//! Camera sampling and emotion classification off the simulation thread.
//!
//! The sensing loop runs on its own thread at an uncoordinated cadence and
//! publishes into a latest-value register; the simulation side takes one
//! non-blocking snapshot per tick. This is a register, not a stream:
//! intermediate samples may be dropped, and a stale-by-one read is fine.

use std::sync::atomic::{AtomicBool, Ordering};
use std::sync::{Arc, Mutex, MutexGuard};
use std::thread::{self, JoinHandle};
use std::time::{Duration, Instant};

use crate::emotion::{EmotionSample, EmotionScores};
use crate::error::VisionError;

/// A captured image frame, tightly packed RGB8.
#[derive(Debug, Clone, PartialEq, Eq)]
pub struct Frame {
    pub width: u32,
    pub height: u32,
    pub pixels: Vec<u8>,
}

impl Frame {
    pub fn new(width: u32, height: u32, pixels: Vec<u8>) -> Self {
        debug_assert_eq!(pixels.len(), (width * height * 3) as usize);
        Self {
            width,
            height,
            pixels,
        }
    }

    /// Horizontal flip for the mirror-effect preview.
    pub fn mirrored(&self) -> Frame {
        let stride = self.width as usize * 3;
        let mut pixels = Vec::with_capacity(self.pixels.len());
        for row in self.pixels.chunks_exact(stride) {
            for px in row.chunks_exact(3).rev() {
                pixels.extend_from_slice(px);
            }
        }
        Frame {
            width: self.width,
            height: self.height,
            pixels,
        }
    }
}

/// Yields frames on demand. Opening the device is backend-specific and
/// fallible; dropping the camera releases it.
pub trait Camera: Send {
    fn capture(&mut self) -> Result<Frame, VisionError>;
}

/// Maps a single frame to per-label confidence scores, or fails (no
/// detectable face, backend error).
pub trait EmotionClassifier: Send {
    fn classify(&mut self, frame: &Frame) -> Result<EmotionScores, VisionError>;
}

#[derive(Debug, Default)]
struct Register {
    sample: EmotionSample,
    preview: Option<Frame>,
}

/// Shared latest-value slot between the sensing thread and the simulation
/// loop. Locks are held only for the instant of copying a value in or out;
/// classification never happens under the lock.
#[derive(Debug, Clone, Default)]
pub struct EmotionState {
    register: Arc<Mutex<Register>>,
}

impl EmotionState {
    pub fn new() -> Self {
        Self::default()
    }

    /// Snapshot of the most recently committed sample.
    pub fn sample(&self) -> EmotionSample {
        self.lock().sample
    }

    /// Latest mirrored preview frame, if any has been captured yet.
    pub fn preview(&self) -> Option<Frame> {
        self.lock().preview.clone()
    }

    fn commit_sample(&self, sample: EmotionSample) {
        self.lock().sample = sample;
    }

    fn commit_preview(&self, frame: Frame) {
        self.lock().preview = Some(frame);
    }

    fn lock(&self) -> MutexGuard<'_, Register> {
        // A poisoned register still holds a whole committed value: fields
        // are only ever replaced under the lock, never written piecemeal.
        match self.register.lock() {
            Ok(guard) => guard,
            Err(poisoned) => poisoned.into_inner(),
        }
    }
}

/// Cadence knobs for the sensing loop. The defaults are the production
/// tuning; tests shrink them.
#[derive(Debug, Clone, Copy)]
pub struct SamplerConfig {
    /// Minimum wall-clock gap between successful classifications.
    pub classify_interval: Duration,
    /// Sleep between sensing iterations, bounding CPU use independent of
    /// classification cost.
    pub idle_delay: Duration,
}

impl Default for SamplerConfig {
    fn default() -> Self {
        Self {
            classify_interval: Duration::from_secs(2),
            idle_delay: Duration::from_millis(100),
        }
    }
}

/// Owns the sensing thread. Stopping is cooperative: a flag checked once
/// per iteration; the camera is released when the loop exits.
pub struct VisionSampler {
    state: EmotionState,
    stop: Arc<AtomicBool>,
    handle: Option<JoinHandle<()>>,
}

impl VisionSampler {
    /// Spawns the sensing thread over an already-opened camera.
    pub fn spawn(
        camera: Box<dyn Camera>,
        classifier: Box<dyn EmotionClassifier>,
        config: SamplerConfig,
    ) -> Result<Self, VisionError> {
        let state = EmotionState::new();
        let stop = Arc::new(AtomicBool::new(false));
        let thread_state = state.clone();
        let thread_stop = Arc::clone(&stop);
        let handle = thread::Builder::new()
            .name("vision-sampler".into())
            .spawn(move || sample_loop(camera, classifier, config, thread_state, thread_stop))?;
        Ok(Self {
            state,
            stop,
            handle: Some(handle),
        })
    }

    /// Cloneable read handle for the simulation side.
    pub fn state(&self) -> EmotionState {
        self.state.clone()
    }

    /// Signals the loop to stop and waits until the camera is released.
    pub fn stop(mut self) {
        self.shutdown();
    }

    fn shutdown(&mut self) {
        self.stop.store(true, Ordering::Relaxed);
        if let Some(handle) = self.handle.take() {
            if handle.join().is_err() {
                log::error!("vision sampler thread panicked");
            }
        }
    }
}

impl Drop for VisionSampler {
    fn drop(&mut self) {
        self.shutdown();
    }
}

fn sample_loop(
    mut camera: Box<dyn Camera>,
    mut classifier: Box<dyn EmotionClassifier>,
    config: SamplerConfig,
    state: EmotionState,
    stop: Arc<AtomicBool>,
) {
    let mut last_classified: Option<Instant> = None;

    while !stop.load(Ordering::Relaxed) {
        match camera.capture() {
            Ok(frame) => {
                let frame = frame.mirrored();

                let due = last_classified
                    .is_none_or(|at| at.elapsed() >= config.classify_interval);
                if due {
                    // Classify the frame we just captured; the register is
                    // locked only to commit the verdict afterwards.
                    match classifier.classify(&frame) {
                        Ok(scores) => {
                            let (label, confidence) = scores.dominant();
                            let candidate = EmotionSample { label, confidence };
                            let current = state.sample();
                            state.commit_sample(current.accept(candidate));
                            last_classified = Some(Instant::now());
                        }
                        Err(err) => {
                            // Fail-soft: keep the previous sample. The
                            // throttle is not advanced, so the next frame
                            // gets another attempt.
                            log::warn!("emotion classification failed: {err}");
                        }
                    }
                }

                state.commit_preview(frame);
            }
            Err(err) => {
                // The next iteration retries capture unconditionally.
                log::debug!("frame capture failed: {err}");
            }
        }

        thread::sleep(config.idle_delay);
    }
    // Dropping the camera here releases the device.
}

#[cfg(test)]
mod tests {
    use super::*;
    use crate::emotion::EmotionLabel;
    use std::sync::atomic::AtomicUsize;

    fn test_config() -> SamplerConfig {
        SamplerConfig {
            classify_interval: Duration::from_millis(1),
            idle_delay: Duration::from_millis(1),
        }
    }

    fn tiny_frame() -> Frame {
        Frame::new(2, 1, vec![10, 20, 30, 40, 50, 60])
    }

    /// Polls `check` until it holds or the deadline passes.
    fn wait_until(check: impl Fn() -> bool) -> bool {
        let deadline = Instant::now() + Duration::from_secs(5);
        while Instant::now() < deadline {
            if check() {
                return true;
            }
            thread::sleep(Duration::from_millis(2));
        }
        false
    }

    /// Camera double that reports its release through a shared flag.
    struct ScriptedCamera {
        released: Arc<AtomicBool>,
    }

    impl Camera for ScriptedCamera {
        fn capture(&mut self) -> Result<Frame, VisionError> {
            Ok(tiny_frame())
        }
    }

    impl Drop for ScriptedCamera {
        fn drop(&mut self) {
            self.released.store(true, Ordering::SeqCst);
        }
    }

    /// Classifier double driven by a closure.
    struct FnClassifier<F>(F);

    impl<F> EmotionClassifier for FnClassifier<F>
    where
        F: FnMut(&Frame) -> Result<EmotionScores, VisionError> + Send,
    {
        fn classify(&mut self, frame: &Frame) -> Result<EmotionScores, VisionError> {
            (self.0)(frame)
        }
    }

    #[test]
    fn mirroring_flips_rows_horizontally() {
        let mirrored = tiny_frame().mirrored();
        assert_eq!(mirrored.pixels, vec![40, 50, 60, 10, 20, 30]);
        assert_eq!(mirrored.width, 2);
        assert_eq!(mirrored.height, 1);
    }

    #[test]
    fn register_defaults_to_neutral() {
        let state = EmotionState::new();
        assert_eq!(state.sample(), EmotionSample::default());
        assert!(state.preview().is_none());
    }

    #[test]
    fn accepted_classification_reaches_the_register() {
        let camera = ScriptedCamera {
            released: Arc::new(AtomicBool::new(false)),
        };
        let classifier = FnClassifier(|_: &Frame| -> Result<EmotionScores, VisionError> {
            Ok(EmotionScores {
                happy: 90.0,
                ..Default::default()
            })
        });
        let sampler = VisionSampler::spawn(
            Box::new(camera),
            Box::new(classifier),
            test_config(),
        )
        .expect("sampler thread");
        let state = sampler.state();

        assert!(wait_until(|| state.sample().label == EmotionLabel::Happy));
        assert_eq!(state.sample().confidence, 90.0);
        assert!(wait_until(|| state.preview().is_some()));
        sampler.stop();
    }

    #[test]
    fn sub_threshold_and_failing_classifications_leave_state_untouched() {
        let calls = Arc::new(AtomicUsize::new(0));
        let calls_seen = Arc::clone(&calls);
        let classifier = FnClassifier(move |_: &Frame| {
            if calls_seen.fetch_add(1, Ordering::SeqCst) % 2 == 0 {
                Ok(EmotionScores {
                    sad: 20.0,
                    ..Default::default()
                })
            } else {
                Err(VisionError::NoFace)
            }
        });
        let camera = ScriptedCamera {
            released: Arc::new(AtomicBool::new(false)),
        };
        let sampler = VisionSampler::spawn(
            Box::new(camera),
            Box::new(classifier),
            test_config(),
        )
        .expect("sampler thread");
        let state = sampler.state();

        assert!(wait_until(|| calls.load(Ordering::SeqCst) >= 6));
        assert_eq!(state.sample(), EmotionSample::default());
        sampler.stop();
    }

    #[test]
    fn stop_releases_the_camera() {
        let released = Arc::new(AtomicBool::new(false));
        let camera = ScriptedCamera {
            released: Arc::clone(&released),
        };
        let classifier =
            FnClassifier(|_: &Frame| -> Result<EmotionScores, VisionError> {
                Ok(EmotionScores::default())
            });
        let sampler = VisionSampler::spawn(
            Box::new(camera),
            Box::new(classifier),
            test_config(),
        )
        .expect("sampler thread");

        assert!(wait_until(|| sampler.state().preview().is_some()));
        assert!(!released.load(Ordering::SeqCst));
        sampler.stop();
        assert!(released.load(Ordering::SeqCst));
    }

    #[test]
    fn dropping_the_sampler_also_stops_the_thread() {
        let released = Arc::new(AtomicBool::new(false));
        let camera = ScriptedCamera {
            released: Arc::clone(&released),
        };
        let classifier =
            FnClassifier(|_: &Frame| -> Result<EmotionScores, VisionError> {
                Err(VisionError::NoFace)
            });
        let sampler = VisionSampler::spawn(
            Box::new(camera),
            Box::new(classifier),
            test_config(),
        )
        .expect("sampler thread");

        drop(sampler);
        assert!(released.load(Ordering::SeqCst));
    }
}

Task directions:
Go line by line through the data, copying each one that contains the word "simulation".

Expected output:
//! Camera sampling and emotion classification off the simulation thread.
//! publishes into a latest-value register; the simulation side takes one
/// Shared latest-value slot between the sensing thread and the simulation
    /// Cloneable read handle for the simulation side.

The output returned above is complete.